Moreover, many women in Yemen are illiterate and unable to understand the reasons behind the ongoing conflict in Sa’ada with the Houthis, the unrest in the southern governorates, and the emergence of Al-Qaeda.
This lack of knowledge and awareness makes women “the victims of fears and worse expectations from the unknown,” said Nadia, a university student.
Samia Al-Aghbari, a university lecturer, pointed out that violent extremism in Yemen is not just religious. It is independent of religion, nationality, political or social affiliation, and many women are often victims of such extremism as they stand powerless within the family and the state to stop the phenomenon.
Participants revealed their concerns over the ongoing security and economic breakdowns, which can aggravate the human rights condition in general and women rights in particular, saying that women should be empowered to be able to face extremism.

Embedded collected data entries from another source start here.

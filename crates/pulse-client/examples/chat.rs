//! Minimal terminal chat against a running PulseSG backend.
//!
//! ```sh
//! PULSE_API_URL=http://localhost:8000 PULSE_TOKEN=... cargo run --example chat
//! ```

use anyhow::Result;
use std::io::{self, BufRead, Write};
use std::sync::Arc;

use pulse_client::credentials::CredentialsProvider;
use pulse_client::{
    Anonymous, ClientConfig, ConversationStore, PulseClient, SessionCallbacks, StaticToken,
};

#[tokio::main]
async fn main() -> Result<()> {
    tracing_subscriber::fmt().init();

    let base_url =
        std::env::var("PULSE_API_URL").unwrap_or_else(|_| "http://localhost:8000".to_string());
    let credentials: Arc<dyn CredentialsProvider> = match std::env::var("PULSE_TOKEN") {
        Ok(token) => Arc::new(StaticToken::new(token)),
        Err(_) => Arc::new(Anonymous),
    };

    let client = PulseClient::new(ClientConfig::with_base_url(base_url), credentials)?;
    let store = ConversationStore::new();

    print!("> ");
    io::stdout().flush()?;
    for line in io::stdin().lock().lines() {
        let line = line?;
        if !line.trim().is_empty() {
            let callbacks = SessionCallbacks {
                on_content: Some(Box::new(|delta, _full| {
                    print!("{delta}");
                    let _ = io::stdout().flush();
                })),
                ..SessionCallbacks::default()
            };

            match client.send_message(&store, &line, None, callbacks).await {
                Ok(result) => {
                    println!();
                    if result.completed_without_done {
                        eprintln!("(stream ended without an explicit completion record)");
                    }
                }
                Err(err) => eprintln!("error: {err}"),
            }
        }
        print!("> ");
        io::stdout().flush()?;
    }
    Ok(())
}
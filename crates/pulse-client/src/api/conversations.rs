//! Conversation history endpoints

use std::sync::Arc;

use crate::api::types::{ConversationRecord, ConversationSummary};
use crate::error::ClientError;
use crate::network::Transport;

/// Typed access to the conversation history endpoints.
#[derive(Clone)]
pub struct ConversationsApi {
    transport: Arc<Transport>,
}

impl ConversationsApi {
    pub fn new(transport: Arc<Transport>) -> Self {
        Self { transport }
    }

    /// List the caller's conversations, most recent first.
    pub async fn list(&self) -> Result<Vec<ConversationSummary>, ClientError> {
        self.transport.get_json("/conversations").await
    }

    /// Fetch one conversation with its full message history.
    pub async fn get(&self, conversation_id: &str) -> Result<ConversationRecord, ClientError> {
        let path = format!("/conversations/{conversation_id}");
        self.transport.get_json(&path).await
    }
}
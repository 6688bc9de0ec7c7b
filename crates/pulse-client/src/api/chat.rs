//! Chat task endpoints
//!
//! The two-phase streaming exchange: `POST /api/chat` creates a backend
//! task, `GET /api/chat/stream/{task_id}` subscribes to its event stream,
//! and `POST /chat/save` persists the finished turn.

use reqwest::Response;
use std::sync::Arc;
use tracing::debug;

use crate::api::types::{ChatTaskRequest, SaveRequest, SaveResponse, SentinelChatRequest, TaskHandle};
use crate::error::ClientError;
use crate::network::{expect_success, Transport};

pub const CHAT_TASK_PATH: &str = "/api/chat";
pub const CHAT_SAVE_PATH: &str = "/chat/save";
pub const SENTINEL_STREAM_PATH: &str = "/chat/stream";

/// Typed access to the chat endpoints.
#[derive(Clone)]
pub struct ChatApi {
    transport: Arc<Transport>,
}

impl ChatApi {
    pub fn new(transport: Arc<Transport>) -> Self {
        Self { transport }
    }

    /// Create a backend task for one exchange. Non-success statuses are
    /// fatal to the session before any stream is opened.
    pub async fn create_task(&self, request: &ChatTaskRequest) -> Result<TaskHandle, ClientError> {
        let response = self.transport.post(CHAT_TASK_PATH, request).await?;
        let status = response.status();
        if !status.is_success() {
            return Err(ClientError::TaskCreation {
                status: status.as_u16(),
            });
        }

        let handle: TaskHandle = response.json().await?;
        debug!(task_id = %handle.task_id, "task created");
        Ok(handle)
    }

    /// Open the event subscription for a previously created task.
    pub async fn open_stream(&self, handle: &TaskHandle) -> Result<Response, ClientError> {
        let path = format!("/api/chat/stream/{}", handle.task_id);
        let response = self.transport.get_stream(&path).await?;
        let status = response.status();
        if !status.is_success() {
            return Err(ClientError::StreamOpen {
                status: status.as_u16(),
            });
        }
        Ok(response)
    }

    /// Persist a completed exchange and obtain the durable conversation id.
    pub async fn save(&self, request: &SaveRequest) -> Result<SaveResponse, ClientError> {
        let response = self.transport.post(CHAT_SAVE_PATH, request).await?;
        let response = expect_success(response, CHAT_SAVE_PATH)?;
        Ok(response.json().await?)
    }

    /// Open the legacy single-shot sentinel stream.
    pub async fn open_sentinel_stream(
        &self,
        request: &SentinelChatRequest,
    ) -> Result<Response, ClientError> {
        let response = self
            .transport
            .post_stream(SENTINEL_STREAM_PATH, request)
            .await?;
        let status = response.status();
        if !status.is_success() {
            return Err(ClientError::StreamOpen {
                status: status.as_u16(),
            });
        }
        Ok(response)
    }
}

Many international reports indicate, however, that women in Yemen are facing systemic discrimination and endemic violence with devastating consequences for their lives.
According to a November 2009 Amnesty International report, the rights of Yemeni women are routinely violated because Yemeni laws as well as tribal and customary practices treat them as second class citizens.

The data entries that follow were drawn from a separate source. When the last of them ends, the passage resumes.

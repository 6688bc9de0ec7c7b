//! Network layer
//!
//! Request transport plus timeout and cancellation helpers.

mod timeout;
mod transport;

pub use timeout::*;
pub use transport::*;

“Instead of recognizing women as equal citizens to men with equal rights, Yemen’s Constitution in Article 31 describes women as ‘sisters of men,’ an expression with cultural and traditional connotations that support the supremacy of male family members over females. This phrasing falls far short from acknowledging women’s equality, which is their right under the international human rights law,” said the report.
“Discrimination against women in Yemeni legislation is also reflected in family law, the exercise of male authority, and the lack of respect for women’s personal integrity. In some instances, discrimination amounts to gender-based violence, such as extreme restrictions on woman’s freedom of movement, and forced marriage of girls and women by their male guardian,” said the report, which elaborated on the Yemeni law saying that it eliminates the role of women and creates social and cultural attitudes that discriminate against women.
Besides amending the laws which eliminate the role of women in society, the participants called for “an immediate needed changes in the education system in Yemen.”
“Curricula and attitudes of some teachers towards women’s rights should be addressed. Yemeni women still suffer from the misconceptions related their rights to education, work, and even their personal appearance. In university classes, for example, you find that some professors continue to promote the stereotypical roles and certain dress codes for women. Such attitudes nurture extremist thoughts and diminish women’s initiatives to change the society,” said a participant.
The participants shared stories of women targeted by their extremist relatives and also of women who lost a family member to violent extremism.
The participants recommended legal and psychological support for such families that usually feel stigmatized and tend to isolate themselves. They also emphasized that schools, mosques, media, and non-government organizations should not talk about extremism as a phenomenon without addressing its roots and helping individuals to face it.
“Empowering women comes first. Once empowered, women will then be able to combat extremist activities and terrorism within their families and communities,” concluded one of the participants.